We stayed in a beautiful old bed and breakfast in the Warehouse/Garden District, walking distance from everything, including the Quarter. (I haven't had the courage to check and see if it's still there.)
And we had a wonderful week there, essentially falling in love on the spot. We were married within a year, and have been happily married ever since.
Fate was with us on that trip. We made it in late June. The D-Day Museum's grand opening had been 3 weeks before, so the crowds were down. June is muggy and not much of a tourist month, so the crowds were down. It was the first week of soft-shell crab season, one of my favourite dishes. No rain, the heat wasn't as bad as it normally is. I could go on forever about the neat little coincidences and things that happened that, in hindsight, look for all the world like the universe saying, "Hey, you two get together!"
For the last year, we've been planning to make a return trip to the Big Easy. Now we don't know when or even if that will happen.
(And fuck Bush for letting this happen, and fuck anyone who supports him. I just basically cut off a big chunk of my family because they're buying the spin about how it's all local government's fault.)
Laissez le bon temps roulet! They must roll again. No more talk of "low interest loans" or crap like that. We pretend we're rebuilding Iraq. Screw that, let's rebuild New Orleans, only nicer. Everyone gets an upgrade. Levees get an upgrade.

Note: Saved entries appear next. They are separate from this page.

//! HTTP dispatcher: POSTs the combined plan to the scraping backend.

use async_trait::async_trait;
use reqwest::Client;

use crate::config::BackendConfig;
use crate::domain::{HarvestError, ScrapePlan};
use crate::ports::{DispatchOutcome, Dispatcher};

/// Header carrying the shared secret.
const API_KEY_HEADER: &str = "x-api-key";

/// Dispatcher backed by a shared reqwest client.
///
/// The timeout from `BackendConfig` is baked into the client, so every call
/// is bounded; an expired call surfaces as `TransportError("timeout")`.
pub struct HttpDispatcher {
    client: Client,
    config: BackendConfig,
}

impl HttpDispatcher {
    pub fn new(config: BackendConfig) -> Result<Self, HarvestError> {
        let client = Client::builder()
            .timeout(config.timeout)
            .build()
            .map_err(|e| HarvestError::Transport(format!("http client init: {e}")))?;
        Ok(Self { client, config })
    }
}

#[async_trait]
impl Dispatcher for HttpDispatcher {
    async fn dispatch(&self, plan: &ScrapePlan) -> DispatchOutcome {
        tracing::info!(endpoint = %self.config.endpoint, "dispatching scrape plan to backend");

        let response = self
            .client
            .post(&self.config.endpoint)
            .header(API_KEY_HEADER, &self.config.api_key)
            .json(plan)
            .send()
            .await;

        match response {
            Ok(response) if response.status().is_success() => {
                match response.json::<serde_json::Value>().await {
                    Ok(result) => DispatchOutcome::Success(result),
                    Err(e) => DispatchOutcome::TransportError(format!(
                        "could not decode backend response: {e}"
                    )),
                }
            }
            Ok(response) => {
                let status = response.status().as_u16();
                let body = response
                    .text()
                    .await
                    .unwrap_or_else(|e| format!("<unreadable body: {e}>"));
                DispatchOutcome::BackendError { status, body }
            }
            Err(e) if e.is_timeout() => DispatchOutcome::TransportError("timeout".to_string()),
            Err(e) => DispatchOutcome::TransportError(e.to_string()),
        }
    }
}
//! TaskStore port - canonical storage for task records.
//!
//! The store is the single shared mutable resource of the orchestrator: the
//! lifecycle manager is the only writer of task state, the query service is
//! read-only. A `put` that has returned is visible to any later `get` or
//! `list` (no eventual consistency).
//!
//! Listing is deliberately unordered: sorting and paging belong to the
//! query layer so the store stays storage-agnostic.

use async_trait::async_trait;

use crate::domain::{HarvestError, ScrapeTask, TaskId};

/// Durable, uniquely-keyed storage of `ScrapeTask` records.
///
/// Only per-id atomicity is required; puts to different ids never conflict.
/// Every method fails only with `HarvestError::StorageUnavailable`.
#[async_trait]
pub trait TaskStore: Send + Sync {
    /// Insert or overwrite by id. Idempotent.
    async fn put(&self, task: &ScrapeTask) -> Result<(), HarvestError>;

    /// Point lookup; absent is not an error.
    async fn get(&self, id: &TaskId) -> Result<Option<ScrapeTask>, HarvestError>;

    /// All tasks, in no particular order.
    async fn list(&self) -> Result<Vec<ScrapeTask>, HarvestError>;

    /// Returns whether a record existed and was removed.
    async fn delete(&self, id: &TaskId) -> Result<bool, HarvestError>;
}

Move the Mississippi to where it wants to go, west of the city, and build a planned industrial area there for ports and such. Then rebuild the original city as a residential/tourist city. We could do it if we had a visionary President. Clinton could do it; Eisenhower could do it; heck, if someone told him about it, Reagan could do it.
Bush, not so much.
So this is what it means to me: Cafe' DuMont, with beignets and iced coffee; the Redfish Grill; Les Carillon on Camp St; Bourbon St.; the Aquarium, with its catfish and piranhas; the paddle wheel boats; my first muffeletta; and the Quarter, all made extra special because I was falling in love with both a city and a woman at the same time.
So why I don't finish this with a song. Leon Redbone's "Border of the Quarter", the best song about New Orleans ever, imo:
I come back to New Orleans
'Cause thats the only place I've been
Where the air's so thick and sweet
Feels like lovin' arms around me
lazy trees, ocean breeze
rainy evenings listening
The music oozing out of every door
its like my heaven made to order
Inside the Border of the Quarter
Lord, ain't no place like I've ever been before
I used watch and wonder at the ones who sing the blues
And try to find out why they'd want to get so low
But even tho I can't explain it now
I join in when they're singin'
And when the song is over ...Lord oh Lord!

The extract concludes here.